_Exercise data_.
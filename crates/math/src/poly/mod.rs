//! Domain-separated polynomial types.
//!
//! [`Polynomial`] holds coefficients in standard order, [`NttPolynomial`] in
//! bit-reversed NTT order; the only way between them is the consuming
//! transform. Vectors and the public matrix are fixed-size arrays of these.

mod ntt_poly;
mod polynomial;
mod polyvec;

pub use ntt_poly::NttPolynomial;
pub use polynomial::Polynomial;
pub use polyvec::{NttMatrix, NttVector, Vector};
* * *
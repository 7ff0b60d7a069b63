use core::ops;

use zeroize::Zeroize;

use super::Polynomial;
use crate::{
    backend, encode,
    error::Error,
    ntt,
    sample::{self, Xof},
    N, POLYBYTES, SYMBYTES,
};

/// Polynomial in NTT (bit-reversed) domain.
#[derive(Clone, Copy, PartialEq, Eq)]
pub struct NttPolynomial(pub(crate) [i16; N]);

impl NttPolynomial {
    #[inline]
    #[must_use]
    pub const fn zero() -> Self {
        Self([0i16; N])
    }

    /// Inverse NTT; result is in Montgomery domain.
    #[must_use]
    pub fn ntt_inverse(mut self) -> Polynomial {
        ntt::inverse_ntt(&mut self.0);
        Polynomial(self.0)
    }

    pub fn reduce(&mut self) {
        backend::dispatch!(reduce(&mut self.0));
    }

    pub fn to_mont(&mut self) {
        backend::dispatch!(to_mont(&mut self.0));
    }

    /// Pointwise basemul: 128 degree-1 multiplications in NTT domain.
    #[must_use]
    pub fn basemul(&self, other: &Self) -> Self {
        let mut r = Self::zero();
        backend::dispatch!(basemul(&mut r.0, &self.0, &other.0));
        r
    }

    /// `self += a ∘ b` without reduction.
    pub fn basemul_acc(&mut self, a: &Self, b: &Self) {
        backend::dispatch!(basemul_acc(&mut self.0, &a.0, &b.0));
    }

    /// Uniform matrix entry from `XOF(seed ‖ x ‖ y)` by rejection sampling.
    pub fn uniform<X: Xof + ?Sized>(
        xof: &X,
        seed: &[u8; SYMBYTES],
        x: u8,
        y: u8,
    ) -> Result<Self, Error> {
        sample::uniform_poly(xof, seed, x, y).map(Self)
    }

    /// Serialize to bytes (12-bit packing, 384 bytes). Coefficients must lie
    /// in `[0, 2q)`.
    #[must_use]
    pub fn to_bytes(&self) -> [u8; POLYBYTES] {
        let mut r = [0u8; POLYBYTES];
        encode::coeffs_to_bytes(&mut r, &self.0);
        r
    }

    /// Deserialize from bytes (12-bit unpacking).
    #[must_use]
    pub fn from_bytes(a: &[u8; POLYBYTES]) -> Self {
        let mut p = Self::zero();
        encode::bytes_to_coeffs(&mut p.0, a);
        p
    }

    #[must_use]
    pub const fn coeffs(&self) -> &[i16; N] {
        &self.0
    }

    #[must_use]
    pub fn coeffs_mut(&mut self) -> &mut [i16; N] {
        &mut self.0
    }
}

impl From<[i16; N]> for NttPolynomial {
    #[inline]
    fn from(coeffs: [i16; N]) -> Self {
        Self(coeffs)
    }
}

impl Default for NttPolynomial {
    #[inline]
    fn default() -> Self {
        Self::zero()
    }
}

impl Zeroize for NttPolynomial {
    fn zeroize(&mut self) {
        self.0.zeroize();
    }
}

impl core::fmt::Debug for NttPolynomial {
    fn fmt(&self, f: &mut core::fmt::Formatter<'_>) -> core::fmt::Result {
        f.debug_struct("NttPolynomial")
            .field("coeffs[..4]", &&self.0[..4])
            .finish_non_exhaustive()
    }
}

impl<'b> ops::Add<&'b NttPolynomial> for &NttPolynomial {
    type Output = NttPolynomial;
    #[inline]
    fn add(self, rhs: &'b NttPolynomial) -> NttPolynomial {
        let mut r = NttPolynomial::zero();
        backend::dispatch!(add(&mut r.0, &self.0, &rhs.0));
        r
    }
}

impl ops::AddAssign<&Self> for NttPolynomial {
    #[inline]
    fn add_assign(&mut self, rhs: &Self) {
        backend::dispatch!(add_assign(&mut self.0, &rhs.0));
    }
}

_Assignment_. In the material above, find each line that has the string "reversed" and return it.

_Solution for this task_.
//! bit-reversed NTT order; the only way between them is the consuming
/// Polynomial in NTT (bit-reversed) domain.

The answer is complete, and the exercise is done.